The regulatory effect of the CRL is to delay the approval of Afrezza probably until the second half of 2013. From what has been published, the two trials being conducted seem simple and almost without risk. The company has announced that before starting those trials it wanted complete agreement with the FDA. The trials were therefore not initiated until there was agreement on the protocols. The trial in type 1 includes three cohorts, two with the two devices and one with standard injection therapy. In the many completed trials Afrezza has been shown to be superior in many measures, but in HbA1c only non-inferiority. The company has said that the agreed protocol includes tools to ensure compliance, and they say that this will enable this trial to show advantages in that last measure as well. This time MannKind hints it may even be able to show superiority in this measure.


The FDA has also guided MannKind to do a second study to show superiority in early-stage type 2 patients. This is amazing — it should enable Afrezza to be launched initially with a label allowing it to be promoted to almost the entire diabetic population.


In closing, it is clear that a better prandial insulin is needed. In an extensive survey of diabetologists by Close Concerns, 94% said a faster-acting insulin is needed and only 4% said it is not. To another question 95% of the clinicians said they would use Afrezza in their practices after approval. Afrezza is a game-changing product and surely will be approved. No safety signals have been reported and this product has already been shown to fill a poorly met and significant need.

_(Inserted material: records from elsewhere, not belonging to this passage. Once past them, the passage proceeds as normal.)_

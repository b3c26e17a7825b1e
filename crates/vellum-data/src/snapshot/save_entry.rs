// Copyright 2025 eraflo
//
// Licensed under the Apache License, Version 2.0 (the "License");
// you may not use this file except in compliance with the License.
// You may obtain a copy of the License at
//
//     http://www.apache.org/licenses/LICENSE-2.0
//
// Unless required by applicable law or agreed to in writing, software
// distributed under the License is distributed on an "AS IS" BASIS,
// WITHOUT WARRANTIES OR CONDITIONS OF ANY KIND, either express or implied.
// See the License for the specific language governing permissions and
// limitations under the License.

use base64::{engine::general_purpose::STANDARD, Engine as _};
use chrono::{DateTime, Utc};
use serde::{Deserialize, Serialize};

use super::RecordError;

/// A named, timestamped save.
///
/// `data` holds the sealed snapshot text (compressed or tagged uncompressed)
/// produced by the snapshot coordinator.
#[derive(Debug, Clone, PartialEq, Eq, Serialize, Deserialize)]
pub struct SaveEntry {
    /// The caller-chosen save name.
    pub name: String,
    /// The level the save was taken in.
    pub level: String,
    /// When the save was taken.
    pub when: DateTime<Utc>,
    /// The sealed snapshot.
    pub data: String,
}

impl SaveEntry {
    /// Creates an entry stamped with the current time.
    pub fn new(name: impl Into<String>, level: impl Into<String>, data: String) -> Self {
        Self {
            name: name.into(),
            level: level.into(),
            when: Utc::now(),
            data,
        }
    }

    /// A short human-readable caption for save menus.
    pub fn caption(&self) -> String {
        format!("{} - {} - {}", self.name, self.level, self.when.format("%Y-%m-%d %H:%M"))
    }

    /// Encodes the entry as base64 text, for string-only stores.
    pub fn to_encoded_string(&self) -> Result<String, RecordError> {
        let bytes = bincode::serde::encode_to_vec(self, bincode::config::standard())
            .map_err(|e| RecordError::Encode(e.to_string()))?;
        Ok(STANDARD.encode(bytes))
    }

    /// Decodes an entry written by [`SaveEntry::to_encoded_string`].
    pub fn from_encoded_string(text: &str) -> Result<Self, RecordError> {
        let bytes = STANDARD
            .decode(text.trim())
            .map_err(|e| RecordError::Decode(e.to_string()))?;
        let (entry, _len): (SaveEntry, usize) =
            bincode::serde::decode_from_slice(&bytes, bincode::config::standard())
                .map_err(|e| RecordError::Decode(e.to_string()))?;
        Ok(entry)
    }
}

The delay in approval for almost three years will cost a great deal of money. Nevertheless, in a couple of years most early type 2 diabetics will be able just to take a simple puff at mealtimes. How simple, how discreet and how much better. Type 1s and late-stage type 2s will still need a basal insulin. Hopefully some company will develop a simple basal pump that will be easy to use and will not add significantly to the cost.


The legal challenges against Liang and Shkreli will proceed. Although their actions have damaged MannKind, its stockholders and the diabetic community, perhaps this experience will lead to a more sensible regulatory process in which the FDA staff is given the freedom to use their judgment in approval of medical products without the fear of abuse by the press and the Congress.